Brighter together: 'Tag team' combining global and local expertise to tackle malaria

Brighter together: 'Tag team' combining global and local expertise to tackle malaria

Illuminate newsletter header, Autumn 23
March 2023
Professor Ivo Mueller, a world expert in the epidemiology and control of malaria, and Dr Rhea Longley, a leading researcher on malaria vaccines and immunology, collaborate and innovate to fight the deadly disease.


I first came to Australia from Switzerland to do postdoctoral work at the University of Queensland, then spent 10 years at the Papua New Guinea Institute of Medical Research before joining WEHI in 2011.

Professor Ivo Mueller and Dr Rhea Longley

Infection by the Plasmodium vivax parasite is the more common form of malaria we see in most parts of southeast Asia and the Pacific, but P. vivax has different biology from other Plasmodium parasites. After a person is initially infected, a form of the P. vivax parasite can lie dormant in their liver cells for months or years before re-entering the bloodstream, causing a relapse of symptoms and contributing to the spread of the disease.

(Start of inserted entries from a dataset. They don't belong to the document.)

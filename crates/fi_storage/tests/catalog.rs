use fi_core::{Category, CategoryFilter, NewsItem};
use fi_storage::{MemorySource, NewsCatalog};

fn catalog() -> NewsCatalog {
    NewsCatalog::new(MemorySource::seeded().items().to_vec())
}

fn ids(items: &[NewsItem]) -> Vec<u32> {
    items.iter().map(|i| i.id).collect()
}

#[test]
fn test_all_with_empty_search_returns_everything_in_order() {
    let catalog = catalog();
    let result = catalog.query("all", "");
    assert_eq!(result, catalog.items());
    assert_eq!(ids(&result), vec![1, 2, 3, 4, 5, 6, 7, 8]);
}

#[test]
fn test_category_filter_only_keeps_that_category() {
    let catalog = catalog();
    for category in Category::ALL {
        let result = catalog.query(category.as_str(), "");
        assert!(!result.is_empty());
        assert!(result.iter().all(|i| i.category == category));
    }
}

#[test]
fn test_technology_tab() {
    let result = catalog().query("Technology", "");
    assert_eq!(ids(&result), vec![1, 6]);
}

#[test]
fn test_search_is_case_insensitive_over_title_and_summary() {
    let catalog = catalog();

    let result = catalog.query("all", "championship");
    assert_eq!(ids(&result), vec![3]);

    // "transformer" only appears in the summary of item 1
    let result = catalog.query("all", "TRANSFORMER");
    assert_eq!(ids(&result), vec![1]);

    for text in ["ai", "Market", "record", "zzz"] {
        let needle = text.to_lowercase();
        for item in catalog.query("all", text) {
            assert!(
                item.title.to_lowercase().contains(&needle)
                    || item.summary.to_lowercase().contains(&needle)
            );
        }
    }
    assert!(catalog.query("all", "zzz").is_empty());
}

#[test]
fn test_tab_value_must_match_exactly() {
    let catalog = catalog();
    assert!(catalog.query("technology", "").is_empty());
    assert!(catalog.query("ALL", "").is_empty());
    assert!(catalog.query(" Sports ", "").is_empty());
    assert!(catalog.query("all ", "").is_empty());
    assert_eq!(ids(&catalog.query("Sports", "")), vec![3, 8]);
}

#[test]
fn test_category_and_search_combine() {
    let catalog = catalog();
    let result = catalog.query_filter(CategoryFilter::Only(Category::Business), "bitcoin");
    assert_eq!(ids(&result), vec![7]);
    assert!(catalog.query("Sports", "bitcoin").is_empty());
}

#[test]
fn test_query_is_deterministic() {
    let catalog = catalog();
    assert_eq!(catalog.query("all", "new"), catalog.query("all", "new"));
    assert_eq!(catalog.query("Sports", ""), catalog.query("Sports", ""));
}

#[test]
fn test_featured_prefers_trending() {
    let catalog = catalog();

    assert!(NewsCatalog::featured(&[]).is_none());

    let all = catalog.query("all", "");
    assert_eq!(NewsCatalog::featured(&all).map(|i| i.id), Some(1));

    // Politics has no trending item, so the first one is featured
    let politics = catalog.query("Politics", "");
    assert_eq!(NewsCatalog::featured(&politics).map(|i| i.id), Some(5));

    // Item 3 is not trending but item 8 is
    let sports = catalog.query("Sports", "");
    assert_eq!(NewsCatalog::featured(&sports).map(|i| i.id), Some(8));
}
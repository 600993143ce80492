pub mod memory;

pub use memory::MemorySource;
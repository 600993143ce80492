use std::sync::Arc;

use fi_core::{Error, NewsSource, Result};

pub mod backends;
pub mod catalog;

pub use backends::*;
pub use catalog::NewsCatalog;

/// Build a news source by backend name.
pub fn create_source(kind: &str) -> Result<Arc<dyn NewsSource>> {
    match kind.trim().to_ascii_lowercase().as_str() {
        "memory" | "mock" => Ok(Arc::new(MemorySource::seeded())),
        other => Err(Error::Source(format!("Unknown news source backend: {}", other))),
    }
}

pub mod prelude {
    pub use super::backends::*;
    pub use super::{create_source, NewsCatalog};
}
mod common;

use std::sync::{Arc, Mutex};

use axum::extract::{Path, State};
use axum::http::StatusCode;
use axum::routing::get;
use axum::{Json, Router};
use fi_core::Error;
use fi_inference::{Config, RecommendationClient, RecommendationSource};
use serde_json::{json, Value};

use common::{spawn_backend, unreachable_backend};

async fn recommendations(State(users): State<Arc<Mutex<Vec<String>>>>, Path(user): Path<String>) -> Json<Value> {
    users.lock().unwrap().push(user);
    Json(json!([
        { "id": 4, "title": "Recommended: Python 3.12 Features", "category": "Technology", "reason": "Based on your reading history" },
        { "id": 9, "title": "Central Banks Hold Rates", "category": "Business", "reason": "Trending in Finance", "image": "🏦" }
    ]))
}

fn client(base_url: &str) -> RecommendationClient {
    RecommendationClient::new(&Config::new(base_url).unwrap()).unwrap()
}

#[tokio::test]
async fn test_server_items_come_before_supplemental() {
    let users = Arc::new(Mutex::new(Vec::new()));
    let app = Router::new()
        .route("/recommendations/:user", get(recommendations))
        .with_state(users.clone());
    let url = spawn_backend(app).await;

    let items = client(&url).fetch_recommendations("user1").await;

    let ids: Vec<u32> = items.iter().map(|i| i.id).collect();
    assert_eq!(ids, vec![4, 9, 101, 102, 103, 104]);
    assert!(items[0].image.is_empty());
    assert_eq!(items[1].image, "🏦");
    assert_eq!(*users.lock().unwrap(), vec!["user1".to_string()]);
}

#[tokio::test]
async fn test_failed_fetch_yields_nothing() {
    let app = Router::new().route(
        "/recommendations/:user",
        get(|| async { (StatusCode::INTERNAL_SERVER_ERROR, "boom") }),
    );
    let url = spawn_backend(app).await;
    let client = client(&url);

    assert!(client.fetch_recommendations("user1").await.is_empty());
    assert!(matches!(
        client.try_fetch_recommendations("user1").await,
        Err(Error::Status { status: 500, .. })
    ));
}

#[tokio::test]
async fn test_malformed_payload_yields_nothing() {
    let app = Router::new().route(
        "/recommendations/:user",
        get(|| async { Json(json!({ "not": "an array" })) }),
    );
    let url = spawn_backend(app).await;

    assert!(client(&url).fetch_recommendations("user1").await.is_empty());
}

#[tokio::test]
async fn test_unreachable_backend_yields_nothing() {
    let url = unreachable_backend().await;
    assert!(client(&url).fetch_recommendations("user1").await.is_empty());
}
use std::fmt;
use std::str::FromStr;

use serde::{Deserialize, Serialize};

use crate::Error;

/// Closed set of news topics used for filtering and tagging.
#[derive(Debug, Clone, Copy, PartialEq, Eq, Hash, Serialize, Deserialize)]
#[serde(try_from = "String")]
pub enum Category {
    Technology,
    Business,
    Sports,
    Entertainment,
    Politics,
}

impl Category {
    pub const ALL: [Category; 5] = [
        Category::Technology,
        Category::Business,
        Category::Sports,
        Category::Entertainment,
        Category::Politics,
    ];

    pub fn as_str(&self) -> &'static str {
        match self {
            Category::Technology => "Technology",
            Category::Business => "Business",
            Category::Sports => "Sports",
            Category::Entertainment => "Entertainment",
            Category::Politics => "Politics",
        }
    }

    /// Exact, case-sensitive lookup by display name.
    pub fn from_name(name: &str) -> Option<Category> {
        Category::ALL.into_iter().find(|c| c.as_str() == name)
    }

    /// Accent colour used when tagging an item of this category.
    pub fn color(&self) -> &'static str {
        match self {
            Category::Technology => "#667eea",
            Category::Business => "#f093fb",
            Category::Sports => "#4facfe",
            Category::Entertainment => "#fa709a",
            Category::Politics => "#764ba2",
        }
    }
}

impl fmt::Display for Category {
    fn fmt(&self, f: &mut fmt::Formatter<'_>) -> fmt::Result {
        f.write_str(self.as_str())
    }
}

impl FromStr for Category {
    type Err = Error;

    fn from_str(s: &str) -> Result<Self, Self::Err> {
        Category::ALL
            .into_iter()
            .find(|c| c.as_str().eq_ignore_ascii_case(s.trim()))
            .ok_or_else(|| Error::InvalidResponse(format!("Unknown category: {}", s)))
    }
}

impl TryFrom<String> for Category {
    type Error = Error;

    fn try_from(value: String) -> Result<Self, Self::Error> {
        value.parse()
    }
}

/// Category tab selection: the `"all"` wildcard or a single category.
#[derive(Debug, Clone, Copy, PartialEq, Eq, Default)]
pub enum CategoryFilter {
    #[default]
    All,
    Only(Category),
}

impl CategoryFilter {
    pub const WILDCARD: &'static str = "all";

    /// Tabs in display order, wildcard first.
    pub fn tabs() -> Vec<CategoryFilter> {
        std::iter::once(CategoryFilter::All)
            .chain(Category::ALL.into_iter().map(CategoryFilter::Only))
            .collect()
    }

    pub fn matches(&self, category: Category) -> bool {
        match self {
            CategoryFilter::All => true,
            CategoryFilter::Only(c) => *c == category,
        }
    }
}

impl fmt::Display for CategoryFilter {
    fn fmt(&self, f: &mut fmt::Formatter<'_>) -> fmt::Result {
        match self {
            CategoryFilter::All => f.write_str(Self::WILDCARD),
            CategoryFilter::Only(c) => c.fmt(f),
        }
    }
}

/// Tab values must match exactly: `"all"` or a category's display name.
impl FromStr for CategoryFilter {
    type Err = Error;

    fn from_str(s: &str) -> Result<Self, Self::Err> {
        if s == Self::WILDCARD {
            return Ok(CategoryFilter::All);
        }
        Category::from_name(s)
            .map(CategoryFilter::Only)
            .ok_or_else(|| Error::Source(format!("Unknown category tab: {:?}", s)))
    }
}

#[derive(Debug, Clone, PartialEq, Serialize, Deserialize)]
pub struct NewsItem {
    pub id: u32,
    pub title: String,
    pub category: Category,
    pub summary: String,
    pub image: String,
    pub trending: bool,
}

impl NewsItem {
    /// Case-insensitive substring match against title or summary.
    /// `needle` must already be lowercased.
    pub fn mentions(&self, needle: &str) -> bool {
        needle.is_empty()
            || self.title.to_lowercase().contains(needle)
            || self.summary.to_lowercase().contains(needle)
    }
}

#[derive(Debug, Clone, PartialEq, Serialize, Deserialize)]
pub struct RecommendationItem {
    pub id: u32,
    pub title: String,
    pub category: Category,
    pub reason: String,
    #[serde(default)]
    pub image: String,
}

#[derive(Debug, Clone, PartialEq, Serialize, Deserialize)]
pub struct ClassificationResult {
    pub category: Category,
    pub confidence: f64,
    pub model_used: String,
}

/// Remote classification backend selected by the user.
#[derive(Debug, Clone, Copy, PartialEq, Eq, Default, Serialize, Deserialize)]
#[serde(rename_all = "lowercase")]
pub enum ModelKind {
    #[default]
    Bert,
    Custom,
}

impl ModelKind {
    pub fn as_str(&self) -> &'static str {
        match self {
            ModelKind::Bert => "bert",
            ModelKind::Custom => "custom",
        }
    }

    /// Path of the prediction endpoint, relative to the service root.
    pub fn endpoint(&self) -> &'static str {
        match self {
            ModelKind::Bert => "predict/bert",
            ModelKind::Custom => "predict/custom",
        }
    }
}

impl fmt::Display for ModelKind {
    fn fmt(&self, f: &mut fmt::Formatter<'_>) -> fmt::Result {
        f.write_str(self.as_str())
    }
}

impl FromStr for ModelKind {
    type Err = Error;

    fn from_str(s: &str) -> Result<Self, Self::Err> {
        match s.trim().to_ascii_lowercase().as_str() {
            "bert" => Ok(ModelKind::Bert),
            "custom" => Ok(ModelKind::Custom),
            other => Err(Error::InvalidResponse(format!("Unknown model: {}", other))),
        }
    }
}

#[cfg(test)]
mod tests {
    use super::*;

    #[test]
    fn test_category_parse_ignores_case() {
        assert_eq!("technology".parse::<Category>().unwrap(), Category::Technology);
        assert_eq!("POLITICS".parse::<Category>().unwrap(), Category::Politics);
        assert!("Weather".parse::<Category>().is_err());
    }

    #[test]
    fn test_category_filter_parse() {
        assert_eq!("all".parse::<CategoryFilter>().unwrap(), CategoryFilter::All);
        assert_eq!(
            "Sports".parse::<CategoryFilter>().unwrap(),
            CategoryFilter::Only(Category::Sports)
        );
        assert!("".parse::<CategoryFilter>().is_err());
        assert!("ALL".parse::<CategoryFilter>().is_err());
        assert!("technology".parse::<CategoryFilter>().is_err());
        assert!(" Sports ".parse::<CategoryFilter>().is_err());
        assert_eq!(CategoryFilter::tabs().len(), 6);
        assert_eq!(CategoryFilter::tabs()[0].to_string(), "all");
    }

    #[test]
    fn test_recommendation_without_image() {
        let json = r#"{"id": 4, "title": "Recommended: Python 3.12 Features", "category": "Technology", "reason": "Based on your reading history"}"#;
        let item: RecommendationItem = serde_json::from_str(json).unwrap();
        assert_eq!(item.category, Category::Technology);
        assert!(item.image.is_empty());
    }

    #[test]
    fn test_classification_result_rejects_unknown_category() {
        let json = r#"{"category": "Weather", "confidence": 0.5, "model_used": "bert"}"#;
        assert!(serde_json::from_str::<ClassificationResult>(json).is_err());
    }

    #[test]
    fn test_model_kind_endpoint() {
        assert_eq!(ModelKind::default(), ModelKind::Bert);
        assert_eq!(ModelKind::Bert.endpoint(), "predict/bert");
        assert_eq!("custom".parse::<ModelKind>().unwrap().endpoint(), "predict/custom");
        assert_eq!(serde_json::to_string(&ModelKind::Custom).unwrap(), "\"custom\"");
    }
}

Rhea and I have been collaborating on P. vivax research since she joined my lab about eight years ago. I remember when I first got Rhea’s CV, I contacted her former supervisor and he told me: “You’d be an absolute fool if you didn’t hire her!”

"Controlling and ultimately eliminating P. vivax malaria means tackling the hidden reservoir of parasites in the livers of people with no symptoms."

That’s where Rhea’s research comes in: based on what she’s discovered about the immune response to P. vivax, we can now use a blood test – serology – to look for the tell-tale ‘tags’ of recent infection.

If we can identify who is likely to be carrying dormant parasites in their livers, we can focus on those individuals rather than trying to treat the whole population with potentially toxic anti-malarial drugs. We call this strategy P. vivax serological-testingand-treatment (PvSeroTAT).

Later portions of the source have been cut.